[Opening Excerpted data section]

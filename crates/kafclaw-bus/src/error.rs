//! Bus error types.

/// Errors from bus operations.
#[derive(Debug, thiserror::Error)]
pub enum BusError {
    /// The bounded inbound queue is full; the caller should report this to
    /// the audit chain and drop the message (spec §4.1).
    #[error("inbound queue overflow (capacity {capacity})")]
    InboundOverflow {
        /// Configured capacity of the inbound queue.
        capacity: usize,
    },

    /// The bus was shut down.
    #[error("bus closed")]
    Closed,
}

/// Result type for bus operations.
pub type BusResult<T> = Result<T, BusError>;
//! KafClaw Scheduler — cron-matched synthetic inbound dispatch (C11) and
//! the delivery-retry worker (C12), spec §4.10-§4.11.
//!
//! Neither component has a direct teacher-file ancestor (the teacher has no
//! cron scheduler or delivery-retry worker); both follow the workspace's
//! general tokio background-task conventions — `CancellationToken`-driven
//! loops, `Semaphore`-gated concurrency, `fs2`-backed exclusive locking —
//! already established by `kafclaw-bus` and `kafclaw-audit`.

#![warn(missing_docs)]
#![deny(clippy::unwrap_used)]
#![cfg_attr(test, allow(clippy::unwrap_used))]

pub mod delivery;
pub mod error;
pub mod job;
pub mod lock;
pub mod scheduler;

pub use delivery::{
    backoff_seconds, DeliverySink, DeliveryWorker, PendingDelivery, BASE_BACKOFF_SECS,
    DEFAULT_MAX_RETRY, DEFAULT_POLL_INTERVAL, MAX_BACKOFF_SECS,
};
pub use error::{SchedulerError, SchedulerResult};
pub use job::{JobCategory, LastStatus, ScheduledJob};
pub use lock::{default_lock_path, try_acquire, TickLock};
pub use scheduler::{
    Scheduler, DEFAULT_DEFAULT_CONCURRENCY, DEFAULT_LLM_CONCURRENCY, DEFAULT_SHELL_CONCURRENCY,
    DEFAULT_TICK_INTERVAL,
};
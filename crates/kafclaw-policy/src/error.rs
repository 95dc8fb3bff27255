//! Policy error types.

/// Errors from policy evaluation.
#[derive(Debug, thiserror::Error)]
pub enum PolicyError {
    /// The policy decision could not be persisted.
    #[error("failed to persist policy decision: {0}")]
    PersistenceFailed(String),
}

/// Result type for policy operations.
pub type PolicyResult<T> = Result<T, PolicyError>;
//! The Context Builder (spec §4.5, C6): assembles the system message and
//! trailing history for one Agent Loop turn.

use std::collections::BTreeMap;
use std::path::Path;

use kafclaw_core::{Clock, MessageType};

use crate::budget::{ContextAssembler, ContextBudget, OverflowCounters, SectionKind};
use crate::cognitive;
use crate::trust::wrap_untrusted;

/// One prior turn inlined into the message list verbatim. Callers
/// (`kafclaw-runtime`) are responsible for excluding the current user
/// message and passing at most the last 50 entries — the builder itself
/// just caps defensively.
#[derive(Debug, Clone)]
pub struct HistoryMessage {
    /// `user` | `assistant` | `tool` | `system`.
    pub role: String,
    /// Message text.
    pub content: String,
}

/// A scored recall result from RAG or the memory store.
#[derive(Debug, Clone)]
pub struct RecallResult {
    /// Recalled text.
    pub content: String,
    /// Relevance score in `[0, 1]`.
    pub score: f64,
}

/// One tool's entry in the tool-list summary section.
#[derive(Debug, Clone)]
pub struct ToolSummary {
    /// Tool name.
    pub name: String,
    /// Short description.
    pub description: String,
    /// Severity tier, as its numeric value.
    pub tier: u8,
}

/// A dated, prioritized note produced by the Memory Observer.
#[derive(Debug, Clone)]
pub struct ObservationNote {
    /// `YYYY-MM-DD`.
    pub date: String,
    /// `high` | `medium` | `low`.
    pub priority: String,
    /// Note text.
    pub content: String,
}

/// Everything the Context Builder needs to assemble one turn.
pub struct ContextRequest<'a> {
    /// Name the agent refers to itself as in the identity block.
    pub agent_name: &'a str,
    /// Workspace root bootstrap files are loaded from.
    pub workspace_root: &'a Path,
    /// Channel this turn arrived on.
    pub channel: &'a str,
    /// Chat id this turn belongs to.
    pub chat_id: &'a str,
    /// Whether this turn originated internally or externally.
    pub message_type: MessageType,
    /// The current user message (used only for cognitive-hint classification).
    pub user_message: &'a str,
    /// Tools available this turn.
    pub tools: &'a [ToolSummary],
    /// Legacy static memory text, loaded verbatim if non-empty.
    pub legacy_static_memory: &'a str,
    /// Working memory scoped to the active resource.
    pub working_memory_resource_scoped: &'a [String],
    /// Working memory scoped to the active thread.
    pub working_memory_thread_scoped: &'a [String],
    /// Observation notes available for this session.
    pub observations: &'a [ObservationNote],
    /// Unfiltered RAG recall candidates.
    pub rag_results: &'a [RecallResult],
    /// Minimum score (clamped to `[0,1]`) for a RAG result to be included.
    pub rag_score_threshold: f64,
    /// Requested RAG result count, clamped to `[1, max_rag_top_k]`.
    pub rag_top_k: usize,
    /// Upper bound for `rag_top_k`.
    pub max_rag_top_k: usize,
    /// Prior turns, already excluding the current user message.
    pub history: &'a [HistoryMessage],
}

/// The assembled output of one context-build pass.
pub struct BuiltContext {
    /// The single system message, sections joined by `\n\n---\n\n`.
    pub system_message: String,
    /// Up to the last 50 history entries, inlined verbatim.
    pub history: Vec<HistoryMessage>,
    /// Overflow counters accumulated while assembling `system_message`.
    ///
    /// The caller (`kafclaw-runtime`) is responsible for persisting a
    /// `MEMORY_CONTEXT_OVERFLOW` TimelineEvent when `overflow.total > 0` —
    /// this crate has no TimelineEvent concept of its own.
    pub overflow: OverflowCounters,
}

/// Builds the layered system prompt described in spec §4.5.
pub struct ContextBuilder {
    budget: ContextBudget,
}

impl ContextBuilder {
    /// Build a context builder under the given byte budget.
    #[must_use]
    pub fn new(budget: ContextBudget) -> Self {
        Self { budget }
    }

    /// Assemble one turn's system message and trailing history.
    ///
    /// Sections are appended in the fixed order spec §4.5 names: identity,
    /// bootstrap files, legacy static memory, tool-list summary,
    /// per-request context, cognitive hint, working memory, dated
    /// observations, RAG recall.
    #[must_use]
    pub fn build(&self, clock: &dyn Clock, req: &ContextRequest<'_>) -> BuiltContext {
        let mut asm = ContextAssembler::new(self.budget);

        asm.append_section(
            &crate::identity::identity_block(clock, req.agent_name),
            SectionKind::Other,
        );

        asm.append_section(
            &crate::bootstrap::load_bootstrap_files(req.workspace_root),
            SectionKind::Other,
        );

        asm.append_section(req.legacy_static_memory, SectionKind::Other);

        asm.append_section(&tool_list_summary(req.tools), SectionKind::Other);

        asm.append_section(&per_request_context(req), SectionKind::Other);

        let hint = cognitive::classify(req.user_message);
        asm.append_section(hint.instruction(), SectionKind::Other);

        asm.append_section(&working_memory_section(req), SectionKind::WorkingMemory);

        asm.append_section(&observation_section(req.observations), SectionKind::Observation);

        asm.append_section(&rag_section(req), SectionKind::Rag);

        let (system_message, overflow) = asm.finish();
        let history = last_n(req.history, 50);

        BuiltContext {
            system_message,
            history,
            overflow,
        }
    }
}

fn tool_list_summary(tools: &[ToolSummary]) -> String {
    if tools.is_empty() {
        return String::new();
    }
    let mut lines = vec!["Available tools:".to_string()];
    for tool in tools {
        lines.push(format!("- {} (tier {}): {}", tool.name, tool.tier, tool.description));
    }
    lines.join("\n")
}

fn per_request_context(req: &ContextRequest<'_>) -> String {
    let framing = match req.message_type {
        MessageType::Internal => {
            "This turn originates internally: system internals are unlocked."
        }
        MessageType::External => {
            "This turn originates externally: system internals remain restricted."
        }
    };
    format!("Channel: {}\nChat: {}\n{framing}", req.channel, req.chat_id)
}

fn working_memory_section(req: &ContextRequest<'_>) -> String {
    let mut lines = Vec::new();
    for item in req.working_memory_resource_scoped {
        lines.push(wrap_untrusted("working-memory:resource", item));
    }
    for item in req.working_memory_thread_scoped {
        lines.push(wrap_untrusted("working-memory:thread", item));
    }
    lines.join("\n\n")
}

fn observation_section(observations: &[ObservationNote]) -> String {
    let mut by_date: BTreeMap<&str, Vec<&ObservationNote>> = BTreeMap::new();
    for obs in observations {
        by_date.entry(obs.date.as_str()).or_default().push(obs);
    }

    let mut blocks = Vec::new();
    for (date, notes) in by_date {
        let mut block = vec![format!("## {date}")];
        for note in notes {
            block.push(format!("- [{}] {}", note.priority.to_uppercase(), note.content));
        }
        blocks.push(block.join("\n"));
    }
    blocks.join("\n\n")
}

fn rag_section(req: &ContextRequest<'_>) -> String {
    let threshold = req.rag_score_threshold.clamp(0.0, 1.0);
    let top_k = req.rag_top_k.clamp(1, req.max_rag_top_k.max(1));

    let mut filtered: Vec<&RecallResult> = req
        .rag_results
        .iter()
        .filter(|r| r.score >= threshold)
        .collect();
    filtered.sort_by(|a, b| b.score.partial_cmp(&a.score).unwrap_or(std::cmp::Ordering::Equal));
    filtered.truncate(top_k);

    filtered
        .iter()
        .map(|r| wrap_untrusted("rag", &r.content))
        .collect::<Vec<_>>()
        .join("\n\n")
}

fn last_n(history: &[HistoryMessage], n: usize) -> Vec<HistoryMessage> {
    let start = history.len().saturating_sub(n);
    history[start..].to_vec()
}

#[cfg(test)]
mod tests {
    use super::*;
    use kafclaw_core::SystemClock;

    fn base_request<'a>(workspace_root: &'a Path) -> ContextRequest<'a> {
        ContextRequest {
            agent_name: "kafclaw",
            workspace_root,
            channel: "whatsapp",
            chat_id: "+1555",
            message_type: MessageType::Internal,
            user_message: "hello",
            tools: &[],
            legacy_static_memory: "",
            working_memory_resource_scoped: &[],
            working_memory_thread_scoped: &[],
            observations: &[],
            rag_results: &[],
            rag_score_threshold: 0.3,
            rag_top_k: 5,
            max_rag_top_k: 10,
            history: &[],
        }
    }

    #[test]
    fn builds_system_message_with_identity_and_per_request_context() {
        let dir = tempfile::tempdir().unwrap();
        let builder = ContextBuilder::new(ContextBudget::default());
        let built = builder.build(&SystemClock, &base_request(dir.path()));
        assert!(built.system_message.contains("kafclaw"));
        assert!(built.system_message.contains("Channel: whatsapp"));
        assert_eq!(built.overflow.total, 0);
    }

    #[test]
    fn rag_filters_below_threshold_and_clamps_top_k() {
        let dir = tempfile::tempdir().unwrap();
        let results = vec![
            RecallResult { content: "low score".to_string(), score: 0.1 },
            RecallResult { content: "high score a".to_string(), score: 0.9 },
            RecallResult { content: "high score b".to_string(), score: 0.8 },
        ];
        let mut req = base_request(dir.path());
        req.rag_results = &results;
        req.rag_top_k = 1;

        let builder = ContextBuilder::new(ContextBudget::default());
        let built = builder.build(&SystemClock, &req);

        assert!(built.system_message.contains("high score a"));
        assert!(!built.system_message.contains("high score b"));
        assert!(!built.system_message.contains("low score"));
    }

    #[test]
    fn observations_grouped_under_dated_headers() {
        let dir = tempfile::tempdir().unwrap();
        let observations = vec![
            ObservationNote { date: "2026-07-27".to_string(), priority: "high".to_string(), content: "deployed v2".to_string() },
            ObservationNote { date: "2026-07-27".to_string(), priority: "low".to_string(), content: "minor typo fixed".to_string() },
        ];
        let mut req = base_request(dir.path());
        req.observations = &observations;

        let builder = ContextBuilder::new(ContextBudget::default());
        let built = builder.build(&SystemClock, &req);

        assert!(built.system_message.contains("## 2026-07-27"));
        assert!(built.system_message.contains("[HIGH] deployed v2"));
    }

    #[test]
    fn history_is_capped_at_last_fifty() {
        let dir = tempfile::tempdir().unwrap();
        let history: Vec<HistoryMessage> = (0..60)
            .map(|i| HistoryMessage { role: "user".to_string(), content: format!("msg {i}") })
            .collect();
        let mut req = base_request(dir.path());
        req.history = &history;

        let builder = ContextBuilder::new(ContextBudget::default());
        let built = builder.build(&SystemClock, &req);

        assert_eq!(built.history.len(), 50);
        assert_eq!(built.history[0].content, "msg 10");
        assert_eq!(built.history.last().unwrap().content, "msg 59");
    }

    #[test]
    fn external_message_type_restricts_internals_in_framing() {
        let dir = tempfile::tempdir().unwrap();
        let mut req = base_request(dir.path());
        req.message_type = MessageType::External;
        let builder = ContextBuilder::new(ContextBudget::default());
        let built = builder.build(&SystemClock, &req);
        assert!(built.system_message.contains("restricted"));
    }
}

[Closing Excerpted data section]
[Opening Excerpted data section]

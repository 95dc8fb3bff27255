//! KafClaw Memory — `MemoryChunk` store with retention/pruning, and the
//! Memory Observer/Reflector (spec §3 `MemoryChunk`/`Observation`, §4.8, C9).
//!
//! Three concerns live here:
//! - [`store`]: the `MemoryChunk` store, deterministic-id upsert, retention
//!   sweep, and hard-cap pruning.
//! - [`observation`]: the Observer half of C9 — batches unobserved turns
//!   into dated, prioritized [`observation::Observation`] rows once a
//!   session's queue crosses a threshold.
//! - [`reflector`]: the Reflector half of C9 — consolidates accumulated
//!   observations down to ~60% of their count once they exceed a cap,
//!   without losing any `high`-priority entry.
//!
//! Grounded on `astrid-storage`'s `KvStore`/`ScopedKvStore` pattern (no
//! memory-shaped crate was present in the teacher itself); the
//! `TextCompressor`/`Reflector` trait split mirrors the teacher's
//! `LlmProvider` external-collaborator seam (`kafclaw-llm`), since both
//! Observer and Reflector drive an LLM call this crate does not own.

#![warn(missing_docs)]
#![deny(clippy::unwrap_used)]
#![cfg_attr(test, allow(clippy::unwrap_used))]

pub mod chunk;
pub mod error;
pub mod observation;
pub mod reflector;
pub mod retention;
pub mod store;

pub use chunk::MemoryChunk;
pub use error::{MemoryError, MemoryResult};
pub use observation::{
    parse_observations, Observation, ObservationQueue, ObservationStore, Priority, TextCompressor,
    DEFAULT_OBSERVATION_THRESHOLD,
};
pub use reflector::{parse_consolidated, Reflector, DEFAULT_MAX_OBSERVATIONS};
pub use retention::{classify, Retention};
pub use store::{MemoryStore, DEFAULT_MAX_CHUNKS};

[Closing Excerpted data section]
[Opening Excerpted data section]

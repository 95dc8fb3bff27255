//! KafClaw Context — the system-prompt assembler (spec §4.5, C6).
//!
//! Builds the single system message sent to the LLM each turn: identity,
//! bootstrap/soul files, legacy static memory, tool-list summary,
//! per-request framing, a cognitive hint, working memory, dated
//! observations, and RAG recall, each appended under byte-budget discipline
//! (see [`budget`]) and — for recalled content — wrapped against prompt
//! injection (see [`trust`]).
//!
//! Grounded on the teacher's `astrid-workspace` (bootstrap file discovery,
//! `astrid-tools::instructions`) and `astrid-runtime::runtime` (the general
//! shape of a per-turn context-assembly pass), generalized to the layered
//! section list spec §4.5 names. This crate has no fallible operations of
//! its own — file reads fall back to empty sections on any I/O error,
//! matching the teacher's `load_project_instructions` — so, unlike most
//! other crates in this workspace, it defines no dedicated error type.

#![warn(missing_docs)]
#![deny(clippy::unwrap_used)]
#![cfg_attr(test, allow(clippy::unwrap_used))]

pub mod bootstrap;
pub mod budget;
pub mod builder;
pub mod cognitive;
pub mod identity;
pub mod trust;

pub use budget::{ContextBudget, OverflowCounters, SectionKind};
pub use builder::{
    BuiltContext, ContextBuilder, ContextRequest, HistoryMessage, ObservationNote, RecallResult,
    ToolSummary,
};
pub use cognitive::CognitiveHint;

[Closing Excerpted data section]

What the exercise asks:
Restate word for word only the lines above from the line containing "wrapped against prompt" to the line containing "pub use cognitive::CognitiveHint;", both of them included.

Response:
//! (see [`budget`]) and — for recalled content — wrapped against prompt
//! injection (see [`trust`]).
//!
//! Grounded on the teacher's `astrid-workspace` (bootstrap file discovery,
//! `astrid-tools::instructions`) and `astrid-runtime::runtime` (the general
//! shape of a per-turn context-assembly pass), generalized to the layered
//! section list spec §4.5 names. This crate has no fallible operations of
//! its own — file reads fall back to empty sections on any I/O error,
//! matching the teacher's `load_project_instructions` — so, unlike most
//! other crates in this workspace, it defines no dedicated error type.

#![warn(missing_docs)]
#![deny(clippy::unwrap_used)]
#![cfg_attr(test, allow(clippy::unwrap_used))]

pub mod bootstrap;
pub mod budget;
pub mod builder;
pub mod cognitive;
pub mod identity;
pub mod trust;

pub use budget::{ContextBudget, OverflowCounters, SectionKind};
pub use builder::{
    BuiltContext, ContextBuilder, ContextRequest, HistoryMessage, ObservationNote, RecallResult,
    ToolSummary,
};
pub use cognitive::CognitiveHint;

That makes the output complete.